Hier fanden die Märkte statt. Neben den Wochenmärkten — bis heute ist das donnerstägliche Treiben ein Höhepunkt in Gunzenhausen — spielten vor allem die Jahrmärkte eine bedeutende Rolle. Zwölf davon gab es im Jahresverlauf, sie dauerten mehrere Tage, manchmal sogar eine ganze Woche, und lockten zahlreiche Besucher in die Stadt, die sich bei dieser Gelegenheit mit Gütern aller Art eindeckten. "Die Stadt hat dann richtig gekocht", weiß der Archivar.

Seit dem Mittelalter war die Altmühlstadt von einer Stadtmauer umgeben, die von der weitestgehend gängigen Vier-Tor-Variante (Norden/ Osten/Süden/Westen) durchbrochen war. Diese vier Tore gewährleisteten den Zugang zur Stadt und mündeten mit ihren Hauptstraßen allesamt direkt auf dem Marktplatz. Im Norden war das Spitaltörlein zu passieren, im Osten der Ansbacher Torturm beziehungsweise Blasturm, im Süden mussten die Besucher durch den Weißenburger Torturm und im Westen stand der Brucktorturm, der über die Altmühlbrücke führte.

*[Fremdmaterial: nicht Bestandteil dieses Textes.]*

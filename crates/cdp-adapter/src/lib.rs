//! Chromium DevTools Protocol adapter.
//!
//! Launches (or attaches to) a Chromium instance, keeps a single command loop per browser
//! and exposes the small page-level surface that the action layer drives: page creation,
//! navigation, script evaluation, raw input events and screenshots.

use std::{env, path::PathBuf};
use which::which;

pub mod adapter;
pub mod commands;
pub mod registry;
pub mod transport;
mod util;

pub use adapter::{Cdp, CdpAdapter};
pub use commands::{MouseEventKind, ScreenshotOptions};
pub use config::CdpConfig;
pub use error::{AdapterError, AdapterErrorKind};
pub use ids::PageId;

pub mod ids {
    use serde::{Deserialize, Serialize};
    use uuid::Uuid;

    /// Unique identifier for a page/tab.
    #[derive(Clone, Copy, Debug, Eq, PartialEq, Hash, Serialize, Deserialize)]
    pub struct PageId(pub Uuid);

    impl PageId {
        pub fn new() -> Self {
            Self(Uuid::new_v4())
        }
    }

    impl Default for PageId {
        fn default() -> Self {
            Self::new()
        }
    }
}

pub mod error {
    use serde::{Deserialize, Serialize};
    use std::fmt;
    use thiserror::Error;

    /// High-level error categories surfaced by the adapter.
    #[derive(Clone, Debug, Error, Serialize, Deserialize, PartialEq, Eq)]
    pub enum AdapterErrorKind {
        #[error("navigation timed out")]
        NavTimeout,
        #[error("cdp i/o failure")]
        CdpIo,
        #[error("internal error")]
        Internal,
    }

    /// Error kind plus a human-readable hint for logs.
    #[derive(Clone, Debug, Serialize, Deserialize)]
    pub struct AdapterError {
        pub kind: AdapterErrorKind,
        pub hint: Option<String>,
    }

    impl fmt::Display for AdapterError {
        fn fmt(&self, f: &mut fmt::Formatter<'_>) -> fmt::Result {
            write!(f, "{}", self.kind)?;
            if let Some(hint) = &self.hint {
                write!(f, ": {}", hint)?;
            }
            Ok(())
        }
    }

    impl std::error::Error for AdapterError {}

    impl AdapterError {
        pub fn new(kind: AdapterErrorKind) -> Self {
            Self { kind, hint: None }
        }

        pub fn with_hint(mut self, hint: impl Into<String>) -> Self {
            self.hint = Some(hint.into());
            self
        }
    }
}

pub mod config {
    use crate::detect_chrome_executable;
    use serde::{Deserialize, Serialize};
    use std::path::{Path, PathBuf};

    /// Configuration for launching and tuning the adapter.
    #[derive(Clone, Debug, Serialize, Deserialize)]
    pub struct CdpConfig {
        pub executable: PathBuf,
        pub user_data_dir: PathBuf,
        pub headless: bool,
        /// Upper bound for a single CDP round-trip.
        pub default_deadline_ms: u64,
        pub no_sandbox: bool,
    }

    impl Default for CdpConfig {
        fn default() -> Self {
            Self {
                executable: detect_chrome_executable().unwrap_or_default(),
                user_data_dir: Path::new("./profiles/default").into(),
                headless: true,
                default_deadline_ms: 30_000,
                no_sandbox: false,
            }
        }
    }

    impl CdpConfig {
        /// Config for a persistent per-profile browser.
        pub fn for_profile(user_data_dir: impl Into<PathBuf>, headless: bool) -> Self {
            Self {
                user_data_dir: user_data_dir.into(),
                headless,
                ..Self::default()
            }
        }

        pub fn with_executable(mut self, executable: Option<PathBuf>) -> Self {
            if let Some(path) = executable {
                self.executable = path;
            }
            self
        }
    }
}

fn detect_chrome_executable() -> Option<PathBuf> {
    if let Ok(raw) = env::var("CASTELLAN_CHROME") {
        let trimmed = raw.trim();
        if !trimmed.is_empty() {
            let candidate = PathBuf::from(trimmed);
            if candidate.exists() {
                return Some(candidate);
            }
        }
    }

    for name in chrome_executable_names() {
        if let Ok(path) = which(name) {
            return Some(path);
        }
    }

    let skip_defaults = env::var("CASTELLAN_SKIP_OS_PATHS")
        .map(|value| !value.trim().is_empty())
        .unwrap_or(false);

    if !skip_defaults {
        for candidate in os_specific_chrome_paths() {
            if candidate.exists() {
                return Some(candidate);
            }
        }
    }

    None
}

fn chrome_executable_names() -> &'static [&'static str] {
    #[cfg(target_os = "windows")]
    {
        &["chrome.exe", "chromium.exe", "msedge.exe"]
    }

    #[cfg(not(target_os = "windows"))]
    {
        &[
            "google-chrome-stable",
            "google-chrome",
            "chromium",
            "chromium-browser",
        ]
    }
}

fn os_specific_chrome_paths() -> Vec<PathBuf> {
    #[cfg(target_os = "windows")]
    {
        let mut paths = Vec::new();
        for key in ["PROGRAMFILES", "PROGRAMFILES(X86)", "LOCALAPPDATA"] {
            if let Ok(value) = env::var(key) {
                let root = PathBuf::from(value.trim());
                paths.push(root.join("Google/Chrome/Application/chrome.exe"));
                paths.push(root.join("Chromium/Application/chrome.exe"));
            }
        }
        paths
    }

    #[cfg(target_os = "macos")]
    {
        vec![
            PathBuf::from("/Applications/Google Chrome.app/Contents/MacOS/Google Chrome"),
            PathBuf::from("/Applications/Chromium.app/Contents/MacOS/Chromium"),
        ]
    }

    #[cfg(not(any(target_os = "windows", target_os = "macos")))]
    {
        vec![
            PathBuf::from("/usr/bin/google-chrome-stable"),
            PathBuf::from("/usr/bin/google-chrome"),
            PathBuf::from("/usr/bin/chromium-browser"),
            PathBuf::from("/usr/bin/chromium"),
        ]
    }
}

#[cfg(test)]
mod tests {
    use super::{config::CdpConfig, detect_chrome_executable};
    use std::{env, fs};
    use tempfile::tempdir;

    #[test]
    fn detects_from_env_var() {
        let dir = tempdir().unwrap();
        let exe_path = dir.path().join("my-chrome");
        fs::write(&exe_path, b"").unwrap();
        let original = env::var("CASTELLAN_CHROME").ok();
        env::set_var("CASTELLAN_CHROME", exe_path.to_string_lossy().to_string());
        let detected = detect_chrome_executable();
        if let Some(value) = original {
            env::set_var("CASTELLAN_CHROME", value);
        } else {
            env::remove_var("CASTELLAN_CHROME");
        }
        assert_eq!(detected, Some(exe_path));
    }

    #[test]
    fn profile_config_keeps_explicit_executable() {
        let cfg = CdpConfig::for_profile("profiles/a@b.c", false)
            .with_executable(Some("/opt/chrome".into()));
        assert!(!cfg.headless);
        assert_eq!(cfg.user_data_dir.to_string_lossy(), "profiles/a@b.c");
        assert_eq!(cfg.executable.to_string_lossy(), "/opt/chrome");

        let untouched = CdpConfig::for_profile("p", true).with_executable(None);
        assert!(untouched.headless);
    }
}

Geprägt wurde und wird der Marktplatz von einer ganzen Reihe wichtiger historischer Gebäude: Dazu zählt die ehemalige Stadtvogtei, das heutige Fotoatelier Braun. Der jeweilige Stadtvogt war nach dem Oberamtmann die zweithöchste Amtsperson, die den Markgraf von Brandenburg-Ansbach als Stadtherr vertrat.

Als 1789 die Hausnummerierung in Gunzenhausen eingeführt worden ist, erhielt das Haus des Stadtvogts die Nummer eins (heute Marktplatz 42). Von dort aus setzte sich die durchlaufende Hausnummerierung Richtung Süden auf der linken Straßenseite bis zum letzten Haus in der so genannten Unteren Vorstadt (heute Bereich Weißenburger Straße, Schießwasen, Auweg) fort und kehrte auf der rechten Straßenseite zurück in die Kernstadt. Weiter ging es in die Obere Vorstadt (jetzt Gerberstraße, Bahnhofstraße, Eidam-Platz). Den Endpunkt erreichte die Nummerierung wieder auf dem Marktplatz, wo schließlich das Haus mit der höchsten Nummer, der 296 (heute Drogeriemarkt Müller), direkt neben der Nummer eins zu finden war.

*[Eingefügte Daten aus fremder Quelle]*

//! Screenshot primitive - Full-page PNG to disk

use crate::{errors::ActionError, primitives::DefaultActionPrimitives};
use cdp_adapter::ScreenshotOptions;
use std::path::Path;
use tracing::info;

pub async fn execute_screenshot(
    primitives: &DefaultActionPrimitives,
    path: &Path,
) -> Result<(), ActionError> {
    let bytes = primitives
        .cdp()
        .screenshot(primitives.page(), &ScreenshotOptions::full_page_png())
        .await?;

    if let Some(parent) = path.parent().filter(|p| !p.as_os_str().is_empty()) {
        tokio::fs::create_dir_all(parent).await?;
    }
    tokio::fs::write(path, &bytes).await?;
    info!(path = %path.display(), bytes = bytes.len(), "Screenshot saved");
    Ok(())
}
//! Polling helper shared by the auto-waiting primitives

use std::future::Future;
use std::time::Duration;

use tokio::time::{sleep, Instant};
use tracing::{debug, trace};

use crate::errors::ActionError;

/// Default cadence for in-page condition polling.
pub(crate) const POLL_INTERVAL: Duration = Duration::from_millis(100);

/// Repeatedly runs `probe` until it yields a value or `timeout` elapses.
///
/// The probe runs at least once, even with a zero timeout. Transient CDP
/// failures (a navigation tearing down the execution context) count as "not
/// yet"; the last one is reported if the deadline passes. Any other probe
/// error is returned immediately.
pub(crate) async fn poll_until<T, F, Fut>(
    what: &str,
    timeout: Duration,
    interval: Duration,
    mut probe: F,
) -> Result<T, ActionError>
where
    F: FnMut() -> Fut,
    Fut: Future<Output = Result<Option<T>, ActionError>>,
{
    let deadline = Instant::now() + timeout;
    let mut attempts = 0u32;
    let mut last_error: Option<ActionError> = None;
    loop {
        attempts += 1;
        match probe().await {
            Ok(Some(value)) => {
                trace!(what, attempts, "condition met");
                return Ok(value);
            }
            Ok(None) => {}
            Err(err) if err.is_transient() => {
                debug!(what, attempts, error = %err, "probe failed, retrying");
                last_error = Some(err);
            }
            Err(err) => return Err(err),
        }
        if Instant::now() >= deadline {
            let mut message = format!("{what} not met within {}ms", timeout.as_millis());
            if let Some(err) = last_error {
                message.push_str(&format!(" (last error: {err})"));
            }
            return Err(ActionError::WaitTimeout(message));
        }
        sleep(interval).await;
    }
}
//! In-page locator resolution
//!
//! Every primitive evaluates one self-contained expression: the shared resolver
//! prelude followed by a short body that acts on the resolved element. Results
//! come back by value as `{ status, ... }` objects.

use serde_json::{json, Value};

use crate::errors::ActionError;
use crate::types::{Locator, Pick, Selector, TextMatch, WaitState};

const RESOLVER: &str = r#"
  const norm = (s) => (s || '').replace(/\s+/g, ' ').trim();
  const textOf = (el) => norm(el.innerText !== undefined ? el.innerText : el.textContent);
  const matchesText = (sel, el) => {
    const value = textOf(el);
    if (!value) return false;
    if (sel.matching === 'regex') {
      try { return new RegExp(sel.text).test(value); } catch (e) { return false; }
    }
    return value.toLowerCase().includes(norm(sel.text).toLowerCase());
  };
  const queryAll = (sel, root) => {
    if (sel.kind === 'css') return Array.from(root.querySelectorAll(sel.value));
    if (sel.kind === 'xpath') {
      const out = [];
      const snap = document.evaluate(sel.value, root, null, XPathResult.ORDERED_NODE_SNAPSHOT_TYPE, null);
      for (let i = 0; i < snap.snapshotLength; i++) {
        const node = snap.snapshotItem(i);
        if (node && node.nodeType === 1) out.push(node);
      }
      return out;
    }
    const hits = Array.from(root.querySelectorAll('*')).filter((el) => matchesText(sel, el));
    return hits.filter((el) => !hits.some((other) => other !== el && el.contains(other)));
  };
  const pick = (nodes, p) => {
    if (p.kind === 'last') return nodes.length ? nodes[nodes.length - 1] : null;
    if (p.kind === 'nth') return nodes[p.index] || null;
    return nodes.length ? nodes[0] : null;
  };
  const resolveAll = (loc) => {
    let root = document;
    if (loc.parent) {
      root = resolveOne(loc.parent);
      if (!root) return [];
    }
    return queryAll(loc.selector, root);
  };
  const resolveOne = (loc) => pick(resolveAll(loc), loc.pick);
  const isVisible = (el) => {
    if (!el || !el.isConnected) return false;
    const style = window.getComputedStyle(el);
    if (style.visibility === 'hidden' || style.display === 'none') return false;
    const rect = el.getBoundingClientRect();
    return rect.width > 0 && rect.height > 0;
  };
"#;

fn selector_json(selector: &Selector) -> Value {
    match selector {
        Selector::Css(value) | Selector::XPath(value) => {
            json!({ "kind": selector.kind(), "value": value })
        }
        Selector::Text { text, matching } => json!({
            "kind": selector.kind(),
            "text": text,
            "matching": match matching {
                TextMatch::Contains => "contains",
                TextMatch::Regex => "regex",
            },
        }),
    }
}

fn locator_json(locator: &Locator) -> Value {
    let pick = match locator.pick {
        Pick::First => json!({ "kind": "first" }),
        Pick::Last => json!({ "kind": "last" }),
        Pick::Nth(index) => json!({ "kind": "nth", "index": index }),
    };
    json!({
        "selector": selector_json(&locator.selector),
        "pick": pick,
        "parent": locator.parent.as_deref().map(locator_json),
    })
}

/// Wraps `body` in an IIFE with `loc` bound to the serialised locator.
pub(crate) fn script(locator: &Locator, body: &str) -> String {
    format!(
        "(() => {{\n  const loc = {};\n{}\n{}\n}})()",
        locator_json(locator),
        RESOLVER,
        body
    )
}

/// Body acting on the single resolved element, `el`.
fn with_element(body: &str) -> String {
    format!(
        "  const el = resolveOne(loc);\n  if (!el) return {{ status: 'not-found' }};\n{body}"
    )
}

pub(crate) fn probe_script(locator: &Locator, state: WaitState) -> String {
    let check = match state {
        WaitState::Attached => "resolveOne(loc) !== null",
        WaitState::Detached => "resolveOne(loc) === null",
        WaitState::Visible => "isVisible(resolveOne(loc))",
        WaitState::Hidden => "!isVisible(resolveOne(loc))",
    };
    script(locator, &format!("  return {{ status: 'ok', value: {check} }};"))
}

pub(crate) fn count_script(locator: &Locator) -> String {
    script(
        locator,
        "  return { status: 'ok', value: resolveAll(loc).length };",
    )
}

pub(crate) fn click_point_script(locator: &Locator) -> String {
    script(
        locator,
        &with_element(
            r#"  el.scrollIntoView({ block: 'center', inline: 'center' });
  const rect = el.getBoundingClientRect();
  if (rect.width === 0 && rect.height === 0) return { status: 'not-visible' };
  return { status: 'ok', x: rect.left + rect.width / 2, y: rect.top + rect.height / 2 };"#,
        ),
    )
}

pub(crate) fn focus_and_clear_script(locator: &Locator) -> String {
    script(
        locator,
        &with_element(
            r#"  el.scrollIntoView({ block: 'center', inline: 'center' });
  el.focus();
  if ('value' in el) {
    el.value = '';
    el.dispatchEvent(new Event('input', { bubbles: true }));
  }
  return { status: 'ok' };"#,
        ),
    )
}

pub(crate) fn commit_input_script(locator: &Locator) -> String {
    script(
        locator,
        &with_element(
            "  el.dispatchEvent(new Event('change', { bubbles: true }));\n  return { status: 'ok' };",
        ),
    )
}

pub(crate) fn text_content_script(locator: &Locator) -> String {
    script(
        locator,
        &with_element("  return { status: 'ok', value: el.textContent };"),
    )
}

pub(crate) fn inner_text_script(locator: &Locator) -> String {
    script(
        locator,
        &with_element(
            "  return { status: 'ok', value: el.innerText !== undefined ? el.innerText : el.textContent };",
        ),
    )
}

pub(crate) fn attribute_script(locator: &Locator, name: &str) -> String {
    script(
        locator,
        &with_element(&format!(
            "  return {{ status: 'ok', value: el.getAttribute({}) }};",
            Value::from(name)
        )),
    )
}

/// Outcome of a resolver script, decoded from its `{ status, ... }` object.
#[derive(Debug, Clone, PartialEq)]
pub(crate) enum Resolved {
    Ok(Value),
    NotFound,
    NotVisible,
}

pub(crate) fn decode(locator: &Locator, raw: Value) -> Result<Resolved, ActionError> {
    match raw.get("status").and_then(Value::as_str) {
        Some("ok") => Ok(Resolved::Ok(raw)),
        Some("not-found") => Ok(Resolved::NotFound),
        Some("not-visible") => Ok(Resolved::NotVisible),
        _ => Err(ActionError::Script(format!(
            "resolver for {locator} returned {raw}"
        ))),
    }
}
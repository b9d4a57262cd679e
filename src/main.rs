use std::path::PathBuf;

use anyhow::{Context, Result};
use castellan::config::{Settings, DEFAULT_CONFIG_PATH};
use castellan::logging::init_logging;
use castellan::{ChromiumLauncher, RunLoop};
use clap::Parser;
use tracing::{info, warn};

/// Castellan - scripted maintenance for Lords & Knights accounts
#[derive(Parser)]
#[command(author, version, about, long_about = None)]
struct Cli {
    /// Configuration file path
    #[arg(short, long, value_name = "FILE", default_value = DEFAULT_CONFIG_PATH)]
    config: PathBuf,

    /// Log level or filter directive (RUST_LOG takes precedence)
    #[arg(short, long, default_value = "info")]
    log_level: String,

    /// Also write logs to a daily-rolling file in this directory
    #[arg(long, value_name = "DIR")]
    log_dir: Option<PathBuf>,

    /// Run a single pass over all accounts and exit
    #[arg(long)]
    once: bool,
}

#[tokio::main]
async fn main() -> Result<()> {
    let cli = Cli::parse();

    // Config problems are reported before any logging is set up.
    let settings = match Settings::load(&cli.config) {
        Ok(settings) => settings,
        Err(err) => {
            eprintln!("error: {:#}", anyhow::Error::new(err));
            std::process::exit(1);
        }
    };

    let _guard = init_logging(&cli.log_level, cli.log_dir.as_deref())
        .context("failed to initialise logging")?;

    info!(
        "Starting Castellan v{} with {} account(s)",
        env!("CARGO_PKG_VERSION"),
        settings.accounts.len()
    );

    let launcher = ChromiumLauncher::from_settings(&settings);
    let run_loop = RunLoop::new(settings, launcher);

    let cancel = run_loop.cancellation_token();
    tokio::spawn(async move {
        if tokio::signal::ctrl_c().await.is_ok() {
            warn!("interrupt received, stopping after the current account");
            cancel.cancel();
        }
    });

    run_loop.run(cli.once).await;
    Ok(())
}
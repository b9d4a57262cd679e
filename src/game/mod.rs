//! Lords & Knights bindings: fixed game tables, selectors and the board trait
//! the maintenance cycle is written against.

mod board;
pub mod constants;
mod page;
pub mod selectors;

pub use board::{GameBoard, ParsedBuilding};
pub use constants::{HabitatType, ResearchBuilding};
pub use page::LordsPage;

An der breitesten Stelle des Platzes, zwischen dem heutigen Gasthaus "Altes Rathaus" und dem Fotoatelier Braun, stand das historische Rathaus von Gunzenhausen. Ein Vorgängerbau war abgerissen und 1544 ein Neubau errichtet worden. In dem mehrgeschossigen Gebäude befanden sich unter anderem mehrere Kramläden, das Brot-, Fleisch- und Tuchhaus, die Apotheke, die öffentliche Waage, die Ratsstube, ein Tanzsaal, mehrere Registraturräume sowie ein großer Getreidespeicher. Da Markgraf Carl Friedrich Wilhelm seine exerzierende Leibkompanie besser beobachten können wollte, drängte er 1748 auf den Abbruch des Rathauses.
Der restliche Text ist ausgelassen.